Boston-based Foundation Medicine crunches through massive data sets on patients' tumors to compare aberrations, treatments and outcomes, with the goal of refining cancer care and improving the quality and length of life for those with the disease. Its backers, including Google Ventures, Kleiner Perkins Caufield & Byers, and Third Rock Ventures, hope it will one day become a big business.
Co-founder and Third Rock Partner Alexis Borisy says Foundation wouldn't exist without the ability to collect vast amounts of data on individual tumors and analyze it quickly and inexpensively.
In the retail sector, Fab.com aggregates data including users' purchase history, membership date, purchase rates and total spending on a minute by minute basis. While some quibble that data sets in retail may not reach the massive level of terabytes or more that some think of as big data, others say the definition depends more on the expansive way the data is drawn together and used. In Fab's case, the data sets are connected to a software platform that digests them in real time and spots trends that help drive business decisions.
Another method called cohort analysis lets Fab.com use data to monitor groups of users by their join date and compare their engagement levels, purchase rates and lifetime value to the site.

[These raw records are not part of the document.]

//! Configuration validation.
//!
//! This module validates a loaded configuration and the project ids handed
//! to a verification run before any working directory is touched.

use crate::error::{ConfigError, EcatError, Result};
use regex::Regex;
use std::collections::HashSet;
use std::sync::LazyLock;
use tracing::debug;

use super::spec::{EcatConfig, ReportBackendKind, ReportingConfig, TerraformConfig, VerificationConfig};

/// Naming convention for project ids: `<team>-<name>-<environment>`.
pub const VALID_PROJECT_ID_FORMAT: &str = "^[a-z]{4}-[a-z0-9]{4,31}-(?:dev|prod|test)$";

#[allow(clippy::expect_used)]
static PROJECT_ID_RE: LazyLock<Regex> =
    LazyLock::new(|| Regex::new(VALID_PROJECT_ID_FORMAT).expect("project id pattern is valid"));

/// Cloud targets with a known module layout.
const SUPPORTED_CLOUDS: &[&str] = &["gcp", "aws", "triton"];

/// Validator for eCat configurations.
#[derive(Debug, Default)]
pub struct ConfigValidator {
    /// Known cloud targets.
    known_clouds: HashSet<String>,
}

/// Validation result containing all errors found.
#[derive(Debug, Default)]
pub struct ValidationResult {
    /// List of validation errors.
    pub errors: Vec<ValidationError>,
    /// List of warnings (non-fatal issues).
    pub warnings: Vec<String>,
}

/// A single validation error.
#[derive(Debug)]
pub struct ValidationError {
    /// The field path that failed validation.
    pub field: String,
    /// The error message.
    pub message: String,
}

impl ConfigValidator {
    /// Creates a new validator with the default cloud targets.
    #[must_use]
    pub fn new() -> Self {
        Self {
            known_clouds: SUPPORTED_CLOUDS.iter().map(|s| (*s).to_string()).collect(),
        }
    }

    /// Validates a configuration.
    ///
    /// # Errors
    ///
    /// Returns the first validation error, if any.
    pub fn validate(&self, config: &EcatConfig) -> Result<ValidationResult> {
        let mut result = ValidationResult::default();

        Self::validate_terraform(&config.terraform, &mut result);
        self.validate_verification(&config.verification, &mut result);
        Self::validate_reporting(&config.reporting, &mut result);

        if result.errors.is_empty() {
            debug!("Configuration validation passed");
            Ok(result)
        } else {
            let first_error = &result.errors[0];
            Err(EcatError::Config(ConfigError::validation(
                first_error.message.clone(),
                first_error.field.clone(),
            )))
        }
    }

    /// Checks a project id against [`VALID_PROJECT_ID_FORMAT`].
    ///
    /// # Errors
    ///
    /// Returns [`ConfigError::InvalidProjectId`] if the id does not match.
    pub fn validate_project_id(project_id: &str) -> Result<()> {
        if PROJECT_ID_RE.is_match(project_id) {
            Ok(())
        } else {
            Err(EcatError::Config(ConfigError::InvalidProjectId {
                project_id: project_id.to_string(),
                pattern: VALID_PROJECT_ID_FORMAT.to_string(),
            }))
        }
    }

    fn validate_terraform(terraform: &TerraformConfig, result: &mut ValidationResult) {
        if terraform.binary.trim().is_empty() {
            result.errors.push(ValidationError {
                field: String::from("terraform.binary"),
                message: String::from("Tool binary cannot be empty"),
            });
        }

        if !terraform.working_dir_base.is_absolute() {
            result.warnings.push(format!(
                "terraform.working_dir_base: '{}' is relative and depends on the current directory",
                terraform.working_dir_base.display()
            ));
        }

        if terraform.command_timeout_secs == Some(0) {
            result.errors.push(ValidationError {
                field: String::from("terraform.command_timeout_secs"),
                message: String::from("Command timeout must be at least 1 second"),
            });
        }

        if terraform.failure_exit_codes.is_empty() {
            result.errors.push(ValidationError {
                field: String::from("terraform.failure_exit_codes"),
                message: String::from("At least one failure exit code is required"),
            });
        }

        if terraform.failure_exit_codes.contains(&0) {
            result.errors.push(ValidationError {
                field: String::from("terraform.failure_exit_codes"),
                message: String::from("Exit code 0 cannot be treated as a failure"),
            });
        }
    }

    fn validate_verification(&self, verification: &VerificationConfig, result: &mut ValidationResult) {
        if !is_valid_name(&verification.cloud) {
            result.errors.push(ValidationError {
                field: String::from("verification.cloud"),
                message: format!(
                    "Cloud target '{}' is invalid. Must be lowercase alphanumeric with hyphens.",
                    verification.cloud
                ),
            });
        } else if !self.known_clouds.contains(&verification.cloud) {
            result.warnings.push(format!(
                "verification.cloud: Unknown cloud target '{}'",
                verification.cloud
            ));
        }
    }

    fn validate_reporting(reporting: &ReportingConfig, result: &mut ValidationResult) {
        if reporting.backend == ReportBackendKind::Local
            && reporting.metrics_file.as_os_str().is_empty()
        {
            result.errors.push(ValidationError {
                field: String::from("reporting.metrics_file"),
                message: String::from("Metrics file is required for the local backend"),
            });
        }
    }
}

/// Validates that a name is safe to use as a path component and workspace
/// name: lowercase alphanumeric with single hyphens, starting with a letter.
pub(crate) fn is_valid_name(name: &str) -> bool {
    let mut chars = name.chars();

    match chars.next() {
        Some(first) if first.is_ascii_lowercase() => {}
        _ => return false,
    }

    if !chars.all(|c| c.is_ascii_lowercase() || c.is_ascii_digit() || c == '-') {
        return false;
    }

    !name.ends_with('-') && !name.contains("--")
}

impl ValidationResult {
    /// Returns true if validation passed (no errors).
    #[must_use]
    pub const fn is_valid(&self) -> bool {
        self.errors.is_empty()
    }
}

impl std::fmt::Display for ValidationError {
    fn fmt(&self, f: &mut std::fmt::Formatter<'_>) -> std::fmt::Result {
        write!(f, "{}: {}", self.field, self.message)
    }
}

"We look at RJ Metrics data on cohorts, on sources where they joined Fab, what they go on to do and then we make adjustments on our advertising targets," Goldberg said, referring to the company that provides its big-data software.
Venture capitalists say the big-data wave is just starting to build. Li, for one, sees limitless opportunity in mobile. "The mobile device is the single best data-capture device ever," he said. "Always with you, and it generates a ton of data."